## How to complete this task
What is the number of lines in the entries that include the word "struct"? Respond with the number only.
_ _ _ _ _ _ _
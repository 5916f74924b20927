//! The paginated document model.
//!
//! All coordinates are millimetres measured from the top-left corner of the
//! page. Text `y` is the baseline. Font sizes are points.

use std::sync::Arc;

use folio_core::template::{Color, FontFamily, Margins};

use crate::logo::RasterImage;

// ─── Styling primitives ──────────────────────────────────────────────────────

/// An RGB color with components in `0.0..=1.0`.
#[derive(Debug, Clone, Copy, PartialEq)]
pub struct Rgb {
  pub r: f32,
  pub g: f32,
  pub b: f32,
}

impl Rgb {
  pub const BLACK: Self = Self { r: 0.0, g: 0.0, b: 0.0 };
  pub const WHITE: Self = Self { r: 1.0, g: 1.0, b: 1.0 };

  pub fn gray(level: f32) -> Self { Self { r: level, g: level, b: level } }

  /// Mix toward white; `amount = 1.0` is white.
  pub fn lighten(self, amount: f32) -> Self {
    let mix = |c: f32| c + (1.0 - c) * amount;
    Self { r: mix(self.r), g: mix(self.g), b: mix(self.b) }
  }

  pub fn is_white(self) -> bool { self == Self::WHITE }

  pub fn hex(self) -> String {
    let c = |v: f32| (v.clamp(0.0, 1.0) * 255.0).round() as u8;
    format!("#{:02x}{:02x}{:02x}", c(self.r), c(self.g), c(self.b))
  }
}

impl From<&Color> for Rgb {
  fn from(color: &Color) -> Self {
    let (r, g, b) = color.rgb_unit();
    Self { r, g, b }
  }
}

/// The two typefaces available to the PDF encoder.
#[derive(Debug, Clone, Copy, PartialEq, Eq)]
pub enum Face {
  Sans,
  Serif,
}

#[derive(Debug, Clone, Copy, PartialEq, Eq)]
pub struct Font {
  pub face: Face,
  pub bold: bool,
}

impl Font {
  pub fn new(family: FontFamily, bold: bool) -> Self {
    let face = if family.is_serif() { Face::Serif } else { Face::Sans };
    Self { face, bold }
  }
}

/// Horizontal anchoring of a text run relative to its `x`.
#[derive(Debug, Clone, Copy, PartialEq, Eq)]
pub enum Align {
  Left,
  Center,
  Right,
}

// ─── Elements ────────────────────────────────────────────────────────────────

#[derive(Debug, Clone, PartialEq)]
pub struct TextRun {
  pub x:     f32,
  pub y:     f32,
  pub text:  String,
  pub size:  f32,
  pub font:  Font,
  pub color: Rgb,
  pub align: Align,
}

#[derive(Debug, Clone, PartialEq)]
pub struct Rule {
  pub x1:    f32,
  pub y1:    f32,
  pub x2:    f32,
  pub y2:    f32,
  pub width: f32,
  pub color: Rgb,
}

#[derive(Debug, Clone, PartialEq)]
pub struct Fill {
  pub x:     f32,
  pub y:     f32,
  pub w:     f32,
  pub h:     f32,
  pub color: Rgb,
}

#[derive(Debug, Clone, PartialEq)]
pub struct ImageBox {
  pub x:     f32,
  pub y:     f32,
  pub w:     f32,
  pub h:     f32,
  pub image: Arc<RasterImage>,
}

/// Large rotated text centered on the page, drawn beneath everything else.
#[derive(Debug, Clone, PartialEq)]
pub struct Watermark {
  pub text:  String,
  pub size:  f32,
  pub angle: f32,
  pub color: Rgb,
}

#[derive(Debug, Clone, PartialEq)]
pub enum Element {
  Text(TextRun),
  Rule(Rule),
  Fill(Fill),
  Image(ImageBox),
  Watermark(Watermark),
}

// ─── Pages ───────────────────────────────────────────────────────────────────

#[derive(Debug, Clone, Default, PartialEq)]
pub struct Page {
  pub elements: Vec<Element>,
}

impl Page {
  /// Every text run on the page in drawing order, watermark included.
  pub fn texts(&self) -> impl Iterator<Item = &str> {
    self.elements.iter().filter_map(|e| match e {
      Element::Text(t) => Some(t.text.as_str()),
      Element::Watermark(w) => Some(w.text.as_str()),
      _ => None,
    })
  }
}

/// A laid-out document, ready to encode.
#[derive(Debug, Clone, PartialEq)]
pub struct PagedDocument {
  pub width:   f32,
  pub height:  f32,
  pub margins: Margins,
  pub pages:   Vec<Page>,
}

impl PagedDocument {
  pub fn page_count(&self) -> usize { self.pages.len() }

  /// All text of all pages, one run per line.
  pub fn plain_text(&self) -> String {
    self
      .pages
      .iter()
      .flat_map(Page::texts)
      .collect::<Vec<_>>()
      .join("\n")
  }
}

#[cfg(test)]
mod tests {
  use super::*;

  #[test]
  fn rgb_from_template_color() {
    let rgb = Rgb::from(&Color::from("#ff0000"));
    assert_eq!(rgb, Rgb { r: 1.0, g: 0.0, b: 0.0 });
    assert_eq!(rgb.hex(), "#ff0000");
    assert_eq!(Rgb::from(&Color::from("garbage")), Rgb::BLACK);
  }

  #[test]
  fn lighten_moves_toward_white() {
    assert_eq!(Rgb::BLACK.lighten(1.0), Rgb::WHITE);
    assert_eq!(Rgb::BLACK.lighten(0.5), Rgb::gray(0.5));
  }

  #[test]
  fn serif_families_map_to_serif_face() {
    assert_eq!(Font::new(FontFamily::Georgia, false).face, Face::Serif);
    assert_eq!(Font::new(FontFamily::Inter, true).face, Face::Sans);
  }
}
_ _ _ _ _ _ _
## Written response
9